JPMorgan Chase has settled this Monday through a provisional agreement a class action lawsuit that accused him of knowingly benefiting from the economic movements derived from the sex trafficking plot of his former client Jeffrey Epstein, who committed suicide in August 2019 in a cell of a federal prison in New York while awaiting trial. The financier had been arrested a month earlier for sex trafficking and child abuse.
If approved, the deal will ease some of the pressure on JPMorgan, which is accused of ignoring repeated warnings about the crimes of serial pedophile Epstein, whom the bank had as a client between 1998 and 2013, when his court troubles surfaced. In addition to the US bank, another woman represented by the same team of lawyers sued Deutsche Bank at the same time. The German bank, which became Epstein’s main financial institution after JPMorgan cut ties with him, agreed to settle his lawsuit in May for $75 million.
“We all now understand that Epstein’s behavior was monstrous, and we believe this settlement is in the best interest of all parties, especially the survivors, who suffered unimaginable abuse at the hands of this man,” the bank, based in London, said. in New York, in a statement. “Any association with him was a mistake and we are sorry. We would never have continued to do business with him if we believed he was using our bank in some way to commit heinous crimes.”
The claim of the victim, a woman whose identity has not been revealed and whom, like the Deutsche Bank plaintiff, the indictment calls jane doe – the usual name given by the US courts to anonymous whistleblowers – was based on the fact that JPMorgan ignored the red flags surrounding Epstein, because it valued him as a wealthy and influential client who could provide him with even wealthier clients. According to The New York Times, JPMorgan employees had filed several “suspicious activity” reports about Epstein’s repeated large withdrawals of money, allegedly for the payment of compensation to victims and the movement of the same between his properties. Epstein would have moved hundreds of millions of dollars through at least 55 accounts, the Bloomberg agency points out. However, the bank kept him as a client until 2013 despite having been considered a “high-risk client” in 2006.
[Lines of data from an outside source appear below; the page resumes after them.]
//! # Symbol Types and Contexts
//!
//! Name-interned symbol-type handles and the registry that manufactures them.
//!
//! ## Overview
//!
//! A [`Context`] registers terminal and non-terminal symbol types by name and
//! enforces that a name keeps one kind for the lifetime of the context.
//! Registration is idempotent by name; re-registering a name with the opposite
//! kind is an author error and panics.
//!
//! [`SymbolType`] is a `Copy` value (interned name key + kind tag), so it can
//! be stored in tables, hashed, and compared in O(1) without touching the
//! owning context. Names resolve through a process-wide, append-only interner.
//!
//! Every context owns three built-in types: the `EOF` and `UNRECOGNIZED`
//! terminals and the `START` non-terminal used for grammar augmentation.

use std::cmp::Ordering;
use std::fmt;
use std::sync::LazyLock;

use hashbrown::HashMap;
use lasso::{Key, Spur, ThreadedRodeo};

static NAMES: LazyLock<ThreadedRodeo> = LazyLock::new(ThreadedRodeo::new);

fn intern(name: &str) -> Spur {
    NAMES.get_or_intern(name)
}

fn resolve(key: Spur) -> &'static str {
    NAMES.resolve(&key)
}

/// Whether a symbol type is produced by the lexer or by the parser.
#[derive(Debug, Clone, Copy, PartialEq, Eq, Hash, PartialOrd, Ord)]
pub enum SymbolKind {
    /// Produced by a lexer; carries raw text and a source position.
    Terminal,
    /// Produced by a parser; carries an ordered list of child symbols.
    NonTerminal,
}

/// A lightweight, copyable handle to a named symbol type.
///
/// Two symbol types are equal iff they share a name and a kind, regardless of
/// which [`Context`] produced them.
#[derive(Clone, Copy, PartialEq, Eq, Hash)]
pub struct SymbolType {
    name: Spur,
    kind: SymbolKind,
}

impl SymbolType {
    /// The type's registered name.
    #[must_use]
    pub fn name(&self) -> &'static str {
        resolve(self.name)
    }

    /// The type's kind tag.
    #[must_use]
    pub const fn kind(&self) -> SymbolKind {
        self.kind
    }

    /// `true` if this type is lexed rather than parsed.
    #[must_use]
    pub const fn is_terminal(&self) -> bool {
        matches!(self.kind, SymbolKind::Terminal)
    }
}

impl PartialOrd for SymbolType {
    fn partial_cmp(&self, other: &Self) -> Option<Ordering> {
        Some(self.cmp(other))
    }
}

impl Ord for SymbolType {
    fn cmp(&self, other: &Self) -> Ordering {
        self.name
            .into_usize()
            .cmp(&other.name.into_usize())
            .then(self.kind.cmp(&other.kind))
    }
}

impl fmt::Debug for SymbolType {
    fn fmt(&self, f: &mut fmt::Formatter<'_>) -> fmt::Result {
        write!(f, "{:?}({})", self.kind, self.name())
    }
}

impl fmt::Display for SymbolType {
    fn fmt(&self, f: &mut fmt::Formatter<'_>) -> fmt::Result {
        f.write_str(self.name())
    }
}

/// A registry of symbol types for one language.
///
/// The context is mutable while a language is being described and is treated
/// as read-only afterwards; built artifacts copy the handles they need.
#[derive(Debug, Clone)]
pub struct Context {
    kinds: HashMap<Spur, SymbolKind>,
    eof: SymbolType,
    unrecognized: SymbolType,
    start: SymbolType,
}

impl Context {
    /// Creates a context with the built-in `EOF`, `UNRECOGNIZED`, and `START`
    /// types already registered.
    #[must_use]
    pub fn new() -> Self {
        let mut ctx = Self {
            kinds: HashMap::new(),
            // placeholders, replaced immediately below
            eof: SymbolType {
                name: intern("EOF"),
                kind: SymbolKind::Terminal,
            },
            unrecognized: SymbolType {
                name: intern("UNRECOGNIZED"),
                kind: SymbolKind::Terminal,
            },
            start: SymbolType {
                name: intern("START"),
                kind: SymbolKind::NonTerminal,
            },
        };
        ctx.eof = ctx.terminal("EOF");
        ctx.unrecognized = ctx.terminal("UNRECOGNIZED");
        ctx.start = ctx.non_terminal("START");
        ctx
    }

    /// Registers (or looks up) a terminal type.
    ///
    /// # Panics
    ///
    /// Panics if `name` is empty or already registered as a non-terminal.
    pub fn terminal(&mut self, name: &str) -> SymbolType {
        self.symbol_type(name, SymbolKind::Terminal)
    }

    /// Registers (or looks up) a non-terminal type.
    ///
    /// # Panics
    ///
    /// Panics if `name` is empty or already registered as a terminal.
    pub fn non_terminal(&mut self, name: &str) -> SymbolType {
        self.symbol_type(name, SymbolKind::NonTerminal)
    }

    fn symbol_type(&mut self, name: &str, kind: SymbolKind) -> SymbolType {
        assert!(!name.is_empty(), "symbol type name must be non-empty");
        let key = intern(name);
        match self.kinds.get(&key) {
            Some(&existing) => assert!(
                existing == kind,
                "symbol type {name:?} already registered as {existing:?}, cannot re-register as {kind:?}",
            ),
            None => {
                self.kinds.insert(key, kind);
            }
        }
        SymbolType { name: key, kind }
    }

    /// `true` if `name` has been registered with either kind.
    #[must_use]
    pub fn is_registered(&self, name: &str) -> bool {
        NAMES
            .get(name)
            .is_some_and(|key| self.kinds.contains_key(&key))
    }

    /// The built-in end-of-input terminal.
    #[must_use]
    pub const fn eof_type(&self) -> SymbolType {
        self.eof
    }

    /// The built-in terminal emitted for unmatchable input characters.
    #[must_use]
    pub const fn unrecognized_type(&self) -> SymbolType {
        self.unrecognized
    }

    /// The built-in non-terminal used to augment grammars (`START -> S EOF`).
    #[must_use]
    pub const fn start_type(&self) -> SymbolType {
        self.start
    }

    /// All types registered in this context, in unspecified order.
    pub fn types(&self) -> impl Iterator<Item = SymbolType> + '_ {
        self.kinds
            .iter()
            .map(|(&name, &kind)| SymbolType { name, kind })
    }
}

impl Default for Context {
    fn default() -> Self {
        Self::new()
    }
}

#[cfg(test)]
mod tests {
    use super::*;

    #[test]
    fn registration_is_idempotent_by_name() {
        let mut ctx = Context::new();
        let a = ctx.terminal("PLUS");
        let b = ctx.terminal("PLUS");
        assert_eq!(a, b);
        assert_eq!(a.name(), "PLUS");
        assert!(a.is_terminal());
    }

    #[test]
    fn distinct_names_are_distinct_types() {
        let mut ctx = Context::new();
        let a = ctx.terminal("A");
        let b = ctx.terminal("B");
        assert_ne!(a, b);
    }

    #[test]
    #[should_panic(expected = "already registered")]
    fn conflicting_kind_panics() {
        let mut ctx = Context::new();
        ctx.terminal("E");
        ctx.non_terminal("E");
    }

    #[test]
    fn builtins_are_registered() {
        let ctx = Context::new();
        assert!(ctx.eof_type().is_terminal());
        assert!(ctx.unrecognized_type().is_terminal());
        assert!(!ctx.start_type().is_terminal());
        assert!(ctx.is_registered("EOF"));
        assert!(ctx.is_registered("START"));
    }
}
The provisional agreement was reached two weeks after Jamie Dimon, CEO of JPMorgan, testified on the matter. In a day-long hearing in Manhattan federal court last November, Dimon said he had barely heard of Epstein before the financier’s arrest in July 2019.
The tentative settlement does not end JPMorgan’s legal headaches over its ties to Epstein. He is still facing a lawsuit from the US Virgin Islands, where the financier had a mansion where he brought several of his victims. The bank is also suing former private banking chief Jes Staley, whom the bank holds liable for damages he must be forced to pay because of his ties to Epstein. Staley has denied any wrongdoing.
“Taken together or individually, the historic reparations from the banks that provided financial services to Jeffrey Epstein speak for themselves,” said David Boies, one of the prosecution’s attorneys. “It has taken a long time – too long – but today is a great day for the survivors of Jeffrey Epstein, and a great day for justice.” Boies said JPMorgan asked that the amount of the deal not be disclosed, and “pending further discussions we will honor that request.”
Regarding the Virgin Islands lawsuit, its authorities maintain that the bank must pay damages for allowing Epstein to establish a base of operations for his sex trafficking scheme on his private island, off St. Thomas. The bank has responded in its lawsuits that the authorities of the Virgin Islands did not seem to care about Epstein’s presence for almost two decades in their territory.
“We are pleased to learn of the settlement that will provide the victims of Jeffrey Epstein with compensation for the role played by JPMorgan Chase in facilitating the crimes committed against them,” a spokesman for the Virgin Islands Attorney General said Monday. The territory will press ahead with its case against the bank to prevent it from “aiding and profiting from human trafficking in the future,” he said.